Deu o primeiro passo e sentiu a meia do pé direito encharcar. O coração quase saiu pela boca. Água na casa?

— Amor? - chamou pela namorada, mas não escutou um murmúrio sequer. — Amorzinho, cadê você?

Pôs se a caminhar no carpete molhado e seguiu imediatamente para o quarto do casal. O quarto possuía ainda algumas velas, duas para ser mais exato. Uma estava sobre a pequena cômoda ao lado da cama e a outra envolta nas mãos da mais nova, que estava sentada no canto do quarto, escondendo a face entre os joelhos.

— Foi você que apagou as luzes? - a mais velha perguntou.

A namorada não respondeu. A vela tremia nas pequenas mãos e a parafina escorria pelos dedos compridos da mais nova. A mais velha segurou firmemente as mãos da amada e retirou a vela dentre seus dedos.

— Olha para mim, o que aconteceu? Você está me matando de medo.

— Ela disse que você a deixou no escuro… - choramingou. — Disse que você a deixou sem visão alguma…

— O que você está dizendo?

A morena levantou vagarosamente a face, mostrando-lhe o rosto ensanguentado para a namorada. A loira não teve outra reação a não ser sentar-se sobre as próprias pernas, mal conseguiu gritar, tamanho era o choque.

O sangue escorria dos olhos e caía pelos seios da mais nova. Dois grandes buracos faziam parte de sua face. Ela não enxergava. Estava sem os olhos.

— Você me disse que ela era má… - disse engolindo o próprio sangue.

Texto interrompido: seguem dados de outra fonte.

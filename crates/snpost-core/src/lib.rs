//! Core n-port network representation and Touchstone I/O for snpost.
//!
//! This crate provides the fundamental data structures for frequency-domain
//! scattering-parameter data: the immutable [`Network`] value type, the
//! Touchstone file parser/writer, and frequency-grid helpers.

pub mod error;
pub mod frequency;
pub mod network;
pub mod touchstone;
pub mod units;

pub use error::{Error, Result};
pub use network::Network;
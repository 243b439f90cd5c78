//! Error types for snpost-plot.

use thiserror::Error;

#[derive(Debug, Error)]
pub enum Error {
    #[error("chart rendering failed: {0}")]
    Backend(String),
}

pub type Result<T> = std::result::Result<T, Error>;
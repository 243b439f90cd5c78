//! Error types for snpost-analysis.

use thiserror::Error;

#[derive(Debug, Error)]
pub enum Error {
    #[error("mixed-mode conversion requires an even port count, got {0}")]
    OddPortCount(usize),

    #[error("time-domain step response requires a DC (0 Hz) sample")]
    NeedsDcPoint,

    #[error("time-domain step response requires a uniform frequency grid")]
    NonUniformGrid,

    #[error("at least {needed} frequency samples are required, got {got}")]
    TooFewSamples { needed: usize, got: usize },

    #[error(transparent)]
    Core(#[from] snpost_core::Error),
}

pub type Result<T> = std::result::Result<T, Error>;
//! Single-ended to mixed-mode conversion and quadrant splitting.
//!
//! A 2N-port single-ended network whose ports have been renumbered so each
//! differential pair occupies adjacent positions (p1+, p1-, p2+, p2-, ...)
//! converts to a mixed-mode network of the same size: the first N ports
//! carry the differential modes, the last N the common modes.

use nalgebra::DMatrix;
use num_complex::Complex;
use snpost_core::Network;

use crate::error::{Error, Result};

type C64 = Complex<f64>;

/// Convert a single-ended network to mixed-mode.
///
/// `se_to_mm_order` is the explicit port permutation (0-based) that places
/// the members of each differential pair adjacently: the single-ended port
/// at position `k` moves to position `se_to_mm_order[k]` before the modal
/// transform is applied. Pairing is never inferred; the caller owns the
/// physical pair assignment.
pub fn to_mixed_mode(network: &Network, se_to_mm_order: &[usize]) -> Result<Network> {
    let nports = network.nports();
    if nports % 2 != 0 {
        return Err(Error::OddPortCount(nports));
    }
    let identity: Vec<usize> = (0..nports).collect();
    let ordered = network.renumber(&identity, se_to_mm_order)?;

    let p = nports / 2;
    let inv_sqrt2 = 1.0 / 2f64.sqrt();

    // Orthonormal modal matrix: row k is the differential combination of
    // pair k, row p + k the common combination.
    let mut m = DMatrix::from_element(nports, nports, C64::new(0.0, 0.0));
    for k in 0..p {
        m[(k, 2 * k)] = C64::new(inv_sqrt2, 0.0);
        m[(k, 2 * k + 1)] = C64::new(-inv_sqrt2, 0.0);
        m[(p + k, 2 * k)] = C64::new(inv_sqrt2, 0.0);
        m[(p + k, 2 * k + 1)] = C64::new(inv_sqrt2, 0.0);
    }
    let m_t = m.transpose();

    let s = (0..ordered.nfreq())
        .map(|k| &m * ordered.s_at(k) * &m_t)
        .collect();

    // Differential modes see twice the single-ended reference impedance,
    // common modes half of it.
    let mut z0 = Vec::with_capacity(nports);
    for k in 0..p {
        z0.push(2.0 * ordered.z0()[2 * k]);
    }
    for k in 0..p {
        z0.push(ordered.z0()[2 * k] / 2.0);
    }

    Ok(Network::new(ordered.freq().to_vec(), s, z0)?)
}

/// Split a mixed-mode network into its four quadrants
/// (diff-diff, diff-common, common-diff, common-common).
///
/// Pure index slicing; no values are recomputed.
pub fn split_quadrants(network: &Network) -> Result<(Network, Network, Network, Network)> {
    let nports = network.nports();
    if nports % 2 != 0 {
        return Err(Error::OddPortCount(nports));
    }
    let p = nports / 2;
    let diff: Vec<usize> = (0..p).collect();
    let comm: Vec<usize> = (p..nports).collect();

    let dd = network.subnetwork(&diff, &diff)?;
    let dc = network.subnetwork(&diff, &comm)?;
    let cd = network.subnetwork(&comm, &diff)?;
    let cc = network.subnetwork(&comm, &comm)?;
    Ok((dd, dc, cd, cc))
}
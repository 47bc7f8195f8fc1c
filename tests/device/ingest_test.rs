//! Tests for `Device::ingest_record`, the records-only side channel.

use std::sync::Arc;

use straylight::device::{Device, Errno, MAX_RECORD_INPUT_LEN};
use straylight::registry::{Entry, EntryKind, Registry, CAPACITY, MAX_PATH_LEN};

fn device() -> Device {
    let registry = Arc::new(Registry::new());
    registry.init();
    Device::new(registry)
}

#[test]
fn data_records_are_added() {
    let device = device();

    assert_eq!(
        device.ingest_record(b"MAP:1000:/sdcard/a:/sdcard/b\n"),
        Ok((0, EntryKind::PathMapping))
    );
    assert_eq!(
        device.ingest_record(b"PATH:/data/x"),
        Ok((1, EntryKind::SinglePath))
    );
    assert_eq!(
        device.ingest_record(b"PTRACE:42"),
        Ok((2, EntryKind::PtraceTarget))
    );
    assert_eq!(
        device.registry().find_path_mapping(1000, "/sdcard/a"),
        Some(0)
    );
}

#[test]
fn commands_are_never_dispatched() {
    let device = device();
    device.ingest_record(b"PATH:/keep").expect("accepted");

    assert_eq!(device.ingest_record(b"CMD:CLEAR"), Err(Errno::Invalid));
    assert_eq!(device.ingest_record(b"CMD:STATUS"), Err(Errno::Invalid));
    assert_eq!(device.registry().count(), 1);
}

#[test]
fn input_ends_at_first_nul() {
    let device = device();

    assert_eq!(
        device.ingest_record(b"PATH:/cwd\0garbage after terminator"),
        Ok((0, EntryKind::SinglePath))
    );
    assert_eq!(device.registry().find_single_path("/cwd"), Some(0));
}

#[test]
fn overlong_path_is_too_big() {
    let device = device();
    let line = format!("PATH:{}", "p".repeat(MAX_PATH_LEN + 10));
    assert!(line.len() <= MAX_RECORD_INPUT_LEN);

    assert_eq!(device.ingest_record(line.as_bytes()), Err(Errno::TooBig));
    assert_eq!(device.registry().count(), 0);
}

#[test]
fn bad_bytes_and_malformed_records_are_rejected() {
    let device = device();

    assert_eq!(device.ingest_record(b"PATH:/a\xff"), Err(Errno::Fault));
    assert_eq!(device.ingest_record(b"/not/a/record"), Err(Errno::Invalid));
    assert_eq!(device.ingest_record(b"PTRACE:abc"), Err(Errno::Invalid));
    assert_eq!(device.registry().count(), 0);
}

#[test]
fn full_registry_is_no_space() {
    let device = device();
    for id in 0..CAPACITY {
        let id = u32::try_from(id).expect("fits");
        device
            .registry()
            .add(Entry::ptrace_target(id))
            .expect("capacity available");
    }

    assert_eq!(device.ingest_record(b"PTRACE:99999"), Err(Errno::NoSpace));
}

#[test]
fn uninitialized_registry_rejects_records() {
    let device = Device::new(Arc::new(Registry::new()));
    assert_eq!(device.ingest_record(b"PATH:/a"), Err(Errno::Invalid));
}
//! Property tests for registry counters.

use proptest::prelude::*;

use straylight::registry::{Entry, EntryKind, Registry, CAPACITY};

#[derive(Debug, Clone)]
enum Op {
    AddPath(u8),
    AddTarget(u32),
    AddMapping(u32),
    RemoveGlobal(usize),
    RemoveTyped(u8, usize),
    ClearType(u8),
}

fn op() -> impl Strategy<Value = Op> {
    prop_oneof![
        4 => any::<u8>().prop_map(Op::AddPath),
        4 => any::<u32>().prop_map(Op::AddTarget),
        4 => any::<u32>().prop_map(Op::AddMapping),
        3 => (0..CAPACITY + 8).prop_map(Op::RemoveGlobal),
        2 => (1u8..=3, 0usize..8).prop_map(|(k, i)| Op::RemoveTyped(k, i)),
        1 => (1u8..=3).prop_map(Op::ClearType),
    ]
}

fn kind(id: u8) -> EntryKind {
    EntryKind::from_id(u32::from(id)).expect("strategy yields 1..=3")
}

fn assert_counters(registry: &Registry) {
    let total: usize = EntryKind::ALL
        .iter()
        .map(|k| registry.count_by_type(*k))
        .sum();
    assert_eq!(registry.count(), total);
    assert!(registry.count() <= CAPACITY);
    assert_eq!(
        registry.entries().expect("initialized").len(),
        registry.count()
    );
}

proptest! {
    #[test]
    fn count_equals_sum_of_type_counts(ops in prop::collection::vec(op(), 1..200)) {
        let registry = Registry::new();
        registry.init();

        for op in ops {
            match op {
                Op::AddPath(n) => {
                    let _ = registry.add(Entry::single_path(&format!("/p/{n}")).expect("valid"));
                }
                Op::AddTarget(owner) => {
                    let _ = registry.add(Entry::ptrace_target(owner));
                }
                Op::AddMapping(owner) => {
                    let _ = registry.add(Entry::path_mapping(owner, "/s", "/d").expect("valid"));
                }
                Op::RemoveGlobal(index) => {
                    let before = registry.count();
                    if registry.remove_by_global_index(index).is_err() {
                        prop_assert_eq!(registry.count(), before);
                    }
                }
                Op::RemoveTyped(k, i) => {
                    let _ = registry.remove_by_type_index(kind(k), i);
                }
                Op::ClearType(k) => {
                    registry.clear_by_type(kind(k)).expect("initialized");
                    prop_assert_eq!(registry.count_by_type(kind(k)), 0);
                }
            }
            assert_counters(&registry);
        }
    }

    #[test]
    fn global_indices_are_unique_and_ascending(adds in 1usize..64) {
        let registry = Registry::new();
        registry.init();
        for owner in 0..adds {
            let owner = u32::try_from(owner).expect("small");
            registry.add(Entry::ptrace_target(owner)).expect("below capacity");
        }
        let indices: Vec<usize> = registry
            .entries()
            .expect("initialized")
            .into_iter()
            .map(|(i, _)| i)
            .collect();
        prop_assert!(indices.windows(2).all(|w| w[0] < w[1]));
    }
}
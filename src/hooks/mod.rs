//! Interception coordinator.
//!
//! An [`InterceptionSet`] applies a fixed list of [`HookDescriptor`]s as one
//! unit: either every hook is live or none is. How a symbol is found and how
//! a hook is physically applied is the [`HookBackend`]'s concern.

use parking_lot::Mutex;
use tracing::{debug, error, info, warn};

pub mod table;

pub use table::DispatchTable;

/// Opaque address-like token handed out by a backend.
#[derive(Debug, Clone, Copy, PartialEq, Eq, Hash, PartialOrd, Ord)]
pub struct Handle(pub usize);

/// How an interception point is hooked.
#[derive(Debug, Clone, Copy, PartialEq, Eq, Hash)]
pub enum HookKind {
    /// Redirect a named function to a replacement.
    Inline,
    /// Replace one entry of a call table, by number.
    Syscall {
        /// Table slot.
        number: u32,
    },
}

/// One interception point: where, how, and what to call instead.
#[derive(Debug, Clone, Copy, PartialEq, Eq)]
pub struct HookDescriptor {
    /// Symbol the backend resolves.
    pub symbol: &'static str,
    /// Hook mechanism.
    pub kind: HookKind,
    /// Replacement entry point.
    pub replacement: Handle,
}

impl HookDescriptor {
    /// Function hook on `symbol`.
    pub const fn inline(symbol: &'static str, replacement: Handle) -> Self {
        Self {
            symbol,
            kind: HookKind::Inline,
            replacement,
        }
    }

    /// Call-table hook on slot `number`, resolved through `symbol`.
    pub const fn syscall(symbol: &'static str, number: u32, replacement: Handle) -> Self {
        Self {
            symbol,
            kind: HookKind::Syscall { number },
            replacement,
        }
    }
}

/// Coordinator failures.
#[derive(Debug, Clone, PartialEq, Eq, thiserror::Error)]
pub enum HookError {
    /// The backend could not resolve a symbol.
    #[error("cannot resolve `{symbol}`")]
    BadAddress {
        /// Unresolved symbol.
        symbol: &'static str,
    },

    /// The backend refused to apply a hook.
    #[error("applying hook on `{symbol}` failed: {reason}")]
    ApplyFailed {
        /// Symbol being hooked.
        symbol: &'static str,
        /// Backend-provided detail.
        reason: String,
    },
}

/// Physical hook mechanism.
///
/// `apply` must either fully succeed or leave the target untouched; the
/// coordinator relies on that to roll back with `remove` alone.
pub trait HookBackend: Send + Sync {
    /// Locate the interception point for `descriptor`.
    fn resolve(&self, descriptor: &HookDescriptor) -> Option<Handle>;

    /// Install `descriptor` at `target` and return the displaced original.
    ///
    /// # Errors
    ///
    /// [`HookError::ApplyFailed`] when the hook cannot be installed.
    fn apply(&self, descriptor: &HookDescriptor, target: Handle) -> Result<Handle, HookError>;

    /// Restore `original` at `target`.
    fn remove(&self, descriptor: &HookDescriptor, target: Handle, original: Handle);
}

/// Object-safe view of a set, for driving several sets of different sizes.
pub trait Interception: Send + Sync {
    /// Set name, for logs.
    fn name(&self) -> &'static str;
    /// Install every hook or none. Returns whether the set is installed afterwards.
    fn install(&self, backend: &dyn HookBackend) -> bool;
    /// Remove every hook. Returns success; an uninstalled set is a no-op.
    fn uninstall(&self, backend: &dyn HookBackend) -> bool;
    /// Whether the set is installed.
    fn is_installed(&self) -> bool;
}

#[derive(Debug, Clone, Copy)]
struct AppliedHook {
    target: Handle,
    saved_original: Handle,
}

#[derive(Debug)]
struct SetState<const N: usize> {
    installed: bool,
    applied: [Option<AppliedHook>; N],
}

/// A named, fixed-size set of hooks installed as one unit.
#[derive(Debug)]
pub struct InterceptionSet<const N: usize> {
    name: &'static str,
    descriptors: [HookDescriptor; N],
    state: Mutex<SetState<N>>,
}

impl<const N: usize> InterceptionSet<N> {
    /// A set in the uninstalled state.
    pub fn new(name: &'static str, descriptors: [HookDescriptor; N]) -> Self {
        Self {
            name,
            descriptors,
            state: Mutex::new(SetState {
                installed: false,
                applied: [None; N],
            }),
        }
    }

    /// Descriptors in install order.
    pub fn descriptors(&self) -> &[HookDescriptor; N] {
        &self.descriptors
    }

    /// Install all hooks, surfacing the first failure.
    ///
    /// Every symbol is resolved before anything is applied. If a hook fails
    /// to apply, those already applied are removed in reverse order and the
    /// set stays uninstalled. Installing an installed set is a no-op.
    ///
    /// # Errors
    ///
    /// [`HookError::BadAddress`] when a symbol is missing (nothing was
    /// touched) or [`HookError::ApplyFailed`] after rollback.
    pub fn try_install(&self, backend: &dyn HookBackend) -> Result<(), HookError> {
        let mut state = self.state.lock();
        if state.installed {
            drop(state);
            debug!(set = self.name, "already installed");
            return Ok(());
        }

        let mut targets = [Handle(0); N];
        for (target, descriptor) in targets.iter_mut().zip(&self.descriptors) {
            *target = backend
                .resolve(descriptor)
                .ok_or(HookError::BadAddress {
                    symbol: descriptor.symbol,
                })?;
        }

        for (i, (descriptor, target)) in self.descriptors.iter().zip(targets).enumerate() {
            match backend.apply(descriptor, target) {
                Ok(saved_original) => {
                    if let Some(slot) = state.applied.get_mut(i) {
                        *slot = Some(AppliedHook {
                            target,
                            saved_original,
                        });
                    }
                }
                Err(e) => {
                    let removed = self.release(&mut state, backend);
                    drop(state);
                    if removed > 0 {
                        warn!(set = self.name, removed, "rolled back partial install");
                    }
                    return Err(e);
                }
            }
        }

        state.installed = true;
        Ok(())
    }

    /// Install all hooks; returns whether the set is installed afterwards.
    pub fn install(&self, backend: &dyn HookBackend) -> bool {
        match self.try_install(backend) {
            Ok(()) => {
                info!(set = self.name, hooks = N, "interception set installed");
                true
            }
            Err(e) => {
                error!(set = self.name, error = %e, "interception set install failed");
                false
            }
        }
    }

    /// Remove all hooks in reverse order and return success.
    ///
    /// Uninstalling a set that is not installed is a no-op.
    pub fn uninstall(&self, backend: &dyn HookBackend) -> bool {
        let mut state = self.state.lock();
        if !state.installed {
            drop(state);
            debug!(set = self.name, "not installed, skipping uninstall");
            return true;
        }
        let removed = self.release(&mut state, backend);
        drop(state);

        info!(set = self.name, removed, "interception set uninstalled");
        true
    }

    /// Whether every hook is live.
    pub fn is_installed(&self) -> bool {
        self.state.lock().installed
    }

    /// The original displaced at `symbol`, while installed.
    pub fn saved_original(&self, symbol: &str) -> Option<Handle> {
        let state = self.state.lock();
        self.descriptors
            .iter()
            .zip(&state.applied)
            .find(|(d, _)| d.symbol == symbol)
            .and_then(|(_, applied)| applied.map(|a| a.saved_original))
    }

    /// Remove applied hooks in reverse order and reset state.
    ///
    /// Runs under the state lock and does not log; returns how many hooks
    /// were removed.
    fn release(&self, state: &mut SetState<N>, backend: &dyn HookBackend) -> usize {
        let mut removed = 0_usize;
        for (descriptor, slot) in self.descriptors.iter().zip(state.applied.iter_mut()).rev() {
            if let Some(applied) = slot.take() {
                backend.remove(descriptor, applied.target, applied.saved_original);
                removed = removed.saturating_add(1);
            }
        }
        state.installed = false;
        removed
    }
}

impl<const N: usize> Interception for InterceptionSet<N> {
    fn name(&self) -> &'static str {
        self.name
    }

    fn install(&self, backend: &dyn HookBackend) -> bool {
        InterceptionSet::install(self, backend)
    }

    fn uninstall(&self, backend: &dyn HookBackend) -> bool {
        InterceptionSet::uninstall(self, backend)
    }

    fn is_installed(&self) -> bool {
        InterceptionSet::is_installed(self)
    }
}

— Ela quem? - dizia assustada, tentando se convencer de que estava sonhando.

— Ela… Vai fazer… Com que você pague.

O corpo estremeceu mais uma vez. Deixou a vela cair e o fogo queimou a parte superior da coxa, mas ela não se importou. E não teria como. Sentiu a ponta das tranças roçarem por seu pescoço antes que dedos frios e molhados deslizassem por seu pescoço.

— Por favor - suplicou ao sentir o objeto de metal em seu pescoço. —Pede para ela parar…

— Dói demais estar no escuro - a respiração estava ofegante.

O corpo da namorada deslizou pela parede até que a cabeça encontrasse uma das bases da cama e repousou. Respirava ofegantemente, mas não tinha forças para mudar de posição.

— Por favor, não morra… - disse baixinho.

— Ela não vai morrer - uma voz fina disse próximo a seu ouvido. — Ela já pagou por seus erros, agora você é quem precisa pagar.

— Não…

— Você me deixou sozinha… Sozinha no lago…

A faca rasgou uma vez o pescoço da loira, mas não fora o bastante para fazê-la sangrar. Duas… Três… Quatro vezes até que o sangue começasse a escorrer pela blusa de lã branca, agora vermelha.

O corpo da loira foi ao chão, as mãos foram em auxílio do pescoço em uma tentativa de estancar o sangue que jorrava ao redor. Manteve os olhos abertos para observar a namorada que ainda estava encostada sobre a cama.

— Não…

Um filete de sangue e saliva escorreu pelo chão quando lhe faltou respiração. O corpo ainda tremia, mas parou de se contorcer ao avistar mais uma vez o fantasma que a perseguia.

— Agora não estou mais sozinha no escuro.